«Vous êtes donc venu au Havre. Vous avez vu cette mer que je vais contempler presque tous les jours; vous avez dû éprouver les mêmes émotions que moi: ce jour-là, Vilhem, nous n’étions pas séparés. Hélas! vous n’êtes que trop près de moi, puisque vous me bouleversez ainsi. Ne m’écrivez pas de semblables choses, je vous en prie; ne dérangez pas un bonheur dont je jouis si complètement.
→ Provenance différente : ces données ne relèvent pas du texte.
use std::sync::Arc;

use axum::{
    extract::{Path, Query},
    http::StatusCode,
    middleware,
    response::IntoResponse,
    routing::{get, post, put},
    Extension, Json, Router,
};
use uuid::Uuid;
use validator::Validate;

use crate::{
    db::{
        cache::{
            project_key, project_list_key, CacheHelper, PROJECT_CACHE_TTL, PROJECT_LIST_PATTERN,
            PROJECT_LIST_TTL,
        },
        projectdb::{NewProject, ProjectChanges, ProjectExt, ProjectFilter},
    },
    dtos::{
        projectdtos::{CreateProjectDto, CreateProposalDto, ProjectQueryDto, UpdateProjectDto},
        validation_error, ApiResponse, PaginatedResponse, DEFAULT_PAGE_SIZE,
    },
    error::HttpError,
    middleware::{role_check, JWTAuthMiddeware},
    models::{
        projectmodel::{Project, ProjectStatus},
        usermodel::UserRole,
    },
    utils::currency::{is_valid_currency_code, money_from_f64},
    AppState,
};

pub fn projects_handler() -> Router {
    Router::new()
        .route(
            "/",
            get(get_projects).merge(post(create_project).layer(middleware::from_fn(
                |req, next| role_check(req, next, vec![UserRole::Client]),
            ))),
        )
        .route("/mine", get(get_my_projects))
        .route(
            "/:project_id",
            get(get_project).put(update_project).delete(cancel_project),
        )
        .route(
            "/:project_id/proposals",
            get(get_project_proposals).post(submit_proposal),
        )
}

pub fn proposals_handler() -> Router {
    Router::new()
        .route("/mine", get(get_my_proposals))
        .route("/:proposal_id/accept", post(accept_proposal))
        .route("/:proposal_id/reject", put(reject_proposal))
        .route("/:proposal_id/withdraw", put(withdraw_proposal))
}

async fn invalidate_project_cache(app_state: &AppState, project_id: Uuid) {
    let redis = app_state.db_client.redis_client.as_ref();
    CacheHelper::invalidate(redis, &[project_key(project_id)]).await;
    CacheHelper::invalidate_pattern(redis, PROJECT_LIST_PATTERN).await;
}

async fn load_owned_project(
    app_state: &AppState,
    project_id: Uuid,
    user_id: Uuid,
) -> Result<Project, HttpError> {
    let project = app_state
        .db_client
        .get_project(project_id)
        .await
        .map_err(|e| HttpError::server_error(e.to_string()))?
        .ok_or_else(|| HttpError::not_found("Project not found"))?;

    if project.client_id != user_id {
        return Err(HttpError::forbidden("You do not own this project"));
    }
    Ok(project)
}

pub async fn create_project(
    Extension(app_state): Extension<Arc<AppState>>,
    Extension(user): Extension<JWTAuthMiddeware>,
    Json(body): Json<CreateProjectDto>,
) -> Result<impl IntoResponse, HttpError> {
    body.validate().map_err(validation_error)?;
    body.validate_budget().map_err(HttpError::bad_request)?;

    let currency = body
        .currency
        .clone()
        .unwrap_or_else(|| app_state.env.default_currency.clone())
        .to_lowercase();
    if !is_valid_currency_code(&currency) {
        return Err(HttpError::bad_request("Currency must be a 3-letter ISO code"));
    }

    let new_project = NewProject {
        client_id: user.user.id,
        title: body.title.trim().to_string(),
        description: body.description,
        category: body.category.trim().to_lowercase(),
        skills: body.skills,
        budget_min: money_from_f64(body.budget_min).map_err(HttpError::bad_request)?,
        budget_max: money_from_f64(body.budget_max).map_err(HttpError::bad_request)?,
        currency,
        deadline: body.deadline,
    };

    let project = app_state
        .db_client
        .create_project(new_project)
        .await
        .map_err(|e| HttpError::server_error(e.to_string()))?;

    CacheHelper::invalidate_pattern(
        app_state.db_client.redis_client.as_ref(),
        PROJECT_LIST_PATTERN,
    )
    .await;
    tracing::info!("Project {} posted by {}", project.id, user.user.id);

    Ok((
        StatusCode::CREATED,
        Json(ApiResponse::success("Project created", project)),
    ))
}

pub async fn get_projects(
    Extension(app_state): Extension<Arc<AppState>>,
    Query(query): Query<ProjectQueryDto>,
) -> Result<impl IntoResponse, HttpError> {
    query.validate().map_err(validation_error)?;

    let redis = app_state.db_client.redis_client.as_ref();
    let key = project_list_key(&query.cache_fragment());
    if let Some(cached) = CacheHelper::get_optional::<PaginatedResponse<Project>>(redis, &key).await {
        return Ok(Json(cached));
    }

    let page = query.page.unwrap_or(1).max(1) as u32;
    let limit = query.limit.unwrap_or(DEFAULT_PAGE_SIZE);
    let filter = ProjectFilter {
        // the public board shows open work unless asked otherwise
        status: Some(query.status.unwrap_or(ProjectStatus::Open)),
        category: query.category.map(|c| c.trim().to_lowercase()),
        search: query.search.filter(|s| !s.trim().is_empty()),
    };

    let projects = app_state
        .db_client
        .get_projects(&filter, page, limit)
        .await
        .map_err(|e| HttpError::server_error(e.to_string()))?;
    let total = app_state
        .db_client
        .count_projects(&filter)
        .await
        .map_err(|e| HttpError::server_error(e.to_string()))?;

    let response = PaginatedResponse::new(projects, total, page, limit as u32);
    CacheHelper::set_optional(redis, &key, &response, PROJECT_LIST_TTL).await;

    Ok(Json(response))
}

pub async fn get_my_projects(
    Extension(app_state): Extension<Arc<AppState>>,
    Extension(user): Extension<JWTAuthMiddeware>,
) -> Result<impl IntoResponse, HttpError> {
    let projects = app_state
        .db_client
        .get_client_projects(user.user.id)
        .await
        .map_err(|e| HttpError::server_error(e.to_string()))?;

    Ok(Json(ApiResponse::success("Projects retrieved", projects)))
}

pub async fn get_project(
    Extension(app_state): Extension<Arc<AppState>>,
    Path(project_id): Path<Uuid>,
) -> Result<impl IntoResponse, HttpError> {
    let redis = app_state.db_client.redis_client.as_ref();
    let key = project_key(project_id);

    if let Some(cached) = CacheHelper::get_optional::<Project>(redis, &key).await {
        return Ok(Json(ApiResponse::success("Project retrieved", cached)));
    }

    let project = app_state
        .db_client
        .get_project(project_id)
        .await
        .map_err(|e| HttpError::server_error(e.to_string()))?
        .ok_or_else(|| HttpError::not_found("Project not found"))?;

    CacheHelper::set_optional(redis, &key, &project, PROJECT_CACHE_TTL).await;

    Ok(Json(ApiResponse::success("Project retrieved", project)))
}

pub async fn update_project(
    Extension(app_state): Extension<Arc<AppState>>,
    Extension(user): Extension<JWTAuthMiddeware>,
    Path(project_id): Path<Uuid>,
    Json(body): Json<UpdateProjectDto>,
) -> Result<impl IntoResponse, HttpError> {
    body.validate().map_err(validation_error)?;

    let project = load_owned_project(&app_state, project_id, user.user.id).await?;
    if project.status != ProjectStatus::Open {
        return Err(HttpError::conflict("Only open projects can be edited"));
    }

    let budget_min = body
        .budget_min
        .map(money_from_f64)
        .transpose()
        .map_err(HttpError::bad_request)?;
    let budget_max = body
        .budget_max
        .map(money_from_f64)
        .transpose()
        .map_err(HttpError::bad_request)?;

    let effective_min = budget_min.as_ref().unwrap_or(&project.budget_min);
    let effective_max = budget_max.as_ref().unwrap_or(&project.budget_max);
    if effective_min > effective_max {
        return Err(HttpError::bad_request(
            "Minimum budget cannot exceed maximum budget",
        ));
    }

    let changes = ProjectChanges {
        title: body.title,
        description: body.description,
        category: body.category.map(|c| c.trim().to_lowercase()),
        skills: body.skills,
        budget_min,
        budget_max,
        deadline: body.deadline,
    };

    let updated = app_state
        .db_client
        .update_project(project_id, changes)
        .await
        .map_err(|e| HttpError::server_error(e.to_string()))?;

    invalidate_project_cache(&app_state, project_id).await;

    Ok(Json(ApiResponse::success("Project updated", updated)))
}

pub async fn cancel_project(
    Extension(app_state): Extension<Arc<AppState>>,
    Extension(user): Extension<JWTAuthMiddeware>,
    Path(project_id): Path<Uuid>,
) -> Result<impl IntoResponse, HttpError> {
    let project = load_owned_project(&app_state, project_id, user.user.id).await?;
    if project.status != ProjectStatus::Open {
        return Err(HttpError::conflict(
            "Projects with an accepted proposal cannot be cancelled here",
        ));
    }

    let cancelled = app_state
        .db_client
        .update_project_status(project_id, ProjectStatus::Cancelled)
        .await
        .map_err(|e| HttpError::server_error(e.to_string()))?;

    invalidate_project_cache(&app_state, project_id).await;
    tracing::info!("Project {} cancelled by its owner", project_id);

    Ok(Json(ApiResponse::success("Project cancelled", cancelled)))
}

pub async fn submit_proposal(
    Extension(app_state): Extension<Arc<AppState>>,
    Extension(user): Extension<JWTAuthMiddeware>,
    Path(project_id): Path<Uuid>,
    Json(body): Json<CreateProposalDto>,
) -> Result<impl IntoResponse, HttpError> {
    body.validate().map_err(validation_error)?;

    let milestones = body.proposed_milestones().map_err(HttpError::bad_request)?;
    let bid_amount = money_from_f64(body.bid_amount).map_err(HttpError::bad_request)?;

    let proposal = app_state
        .contract_service
        .submit_proposal(
            project_id,
            &user.user,
            body.cover_letter,
            bid_amount,
            body.estimated_days,
            milestones,
        )
        .await?;

    Ok((
        StatusCode::CREATED,
        Json(ApiResponse::success("Proposal submitted", proposal)),
    ))
}

pub async fn get_project_proposals(
    Extension(app_state): Extension<Arc<AppState>>,
    Extension(user): Extension<JWTAuthMiddeware>,
    Path(project_id): Path<Uuid>,
) -> Result<impl IntoResponse, HttpError> {
    if !user.user.is_admin() {
        load_owned_project(&app_state, project_id, user.user.id).await?;
    }

    let proposals = app_state
        .db_client
        .get_project_proposals(project_id)
        .await
        .map_err(|e| HttpError::server_error(e.to_string()))?;

    Ok(Json(ApiResponse::success("Proposals retrieved", proposals)))
}

pub async fn get_my_proposals(
    Extension(app_state): Extension<Arc<AppState>>,
    Extension(user): Extension<JWTAuthMiddeware>,
) -> Result<impl IntoResponse, HttpError> {
    let proposals = app_state
        .db_client
        .get_freelancer_proposals(user.user.id)
        .await
        .map_err(|e| HttpError::server_error(e.to_string()))?;

    Ok(Json(ApiResponse::success("Proposals retrieved", proposals)))
}

pub async fn accept_proposal(
    Extension(app_state): Extension<Arc<AppState>>,
    Extension(user): Extension<JWTAuthMiddeware>,
    Path(proposal_id): Path<Uuid>,
) -> Result<impl IntoResponse, HttpError> {
    let contract = app_state
        .contract_service
        .accept_proposal(proposal_id, user.user.id)
        .await?;

    Ok((
        StatusCode::CREATED,
        Json(ApiResponse::success(
            "Proposal accepted, contract drafted",
            contract,
        )),
    ))
}

pub async fn reject_proposal(
    Extension(app_state): Extension<Arc<AppState>>,
    Extension(user): Extension<JWTAuthMiddeware>,
    Path(proposal_id): Path<Uuid>,
) -> Result<impl IntoResponse, HttpError> {
    let proposal = app_state
        .contract_service
        .reject_proposal(proposal_id, user.user.id)
        .await?;

    Ok(Json(ApiResponse::success("Proposal rejected", proposal)))
}

pub async fn withdraw_proposal(
    Extension(app_state): Extension<Arc<AppState>>,
    Extension(user): Extension<JWTAuthMiddeware>,
    Path(proposal_id): Path<Uuid>,
) -> Result<impl IntoResponse, HttpError> {
    let proposal = app_state
        .contract_service
        .withdraw_proposal(proposal_id, user.user.id)
        .await?;

    Ok(Json(ApiResponse::success("Proposal withdrawn", proposal)))
}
«Pourquoi donc suis-je si triste aujourd’hui en vous écrivant, et pourquoi cette tristesse a-t-elle tant de charmes pour moi? Souvent, quand je regarde la mer et le ciel, je suis des yeux et de l’âme un flocon de nuages qui va vers la Seine et Paris; je pense que ce nuage passera au-dessus de votre tête. Quand je suis bien seule, je confie des paroles au vent pour vous les porter quand il souffle vers vous; et, quand il vient de votre côté, il me semble qu’il y a dans son haleine quelque chose de votre voix.»
XXXI
Vilhem à MMM.
«Laisse-toi donc m’aimer, cher ange, et ne lutte pas ainsi avec le bonheur que le ciel nous envoie. N’as-tu pas assez donné à cet être vulgaire et inepte qui te possède sans te comprendre, qui n’a d’intelligence ni dans l’esprit ni dans le cœur, puisqu’il ne sait pas qu’il est le plus heureux des hommes, puisqu’il ne meurt pas de son bonheur? Il te possède! Mon Dieu, que je le hais quand cette pensée vient me gonfler le cœur! Il a à lui tout le bonheur, toute la joie qui devait être ma part dans ce monde. Que de haine il y aurait dans mon cœur, si l’amour y laissait de la place! Que dois-tu donc à ton tyran, à celui qui nous sépare? Tu es à moi, à moi qui sais te comprendre et t’aimer, à moi qui souffre si cruellement de ton absence, à moi que le ciel a créé pour t’adorer. Que sont ces liens odieux imaginés par les hommes et dans lesquels nous gémissons l’un et l’autre, auprès de ce lien céleste dont Dieu nous a unis, en nous donnant deux âmes pareilles qui se cherchent de loin?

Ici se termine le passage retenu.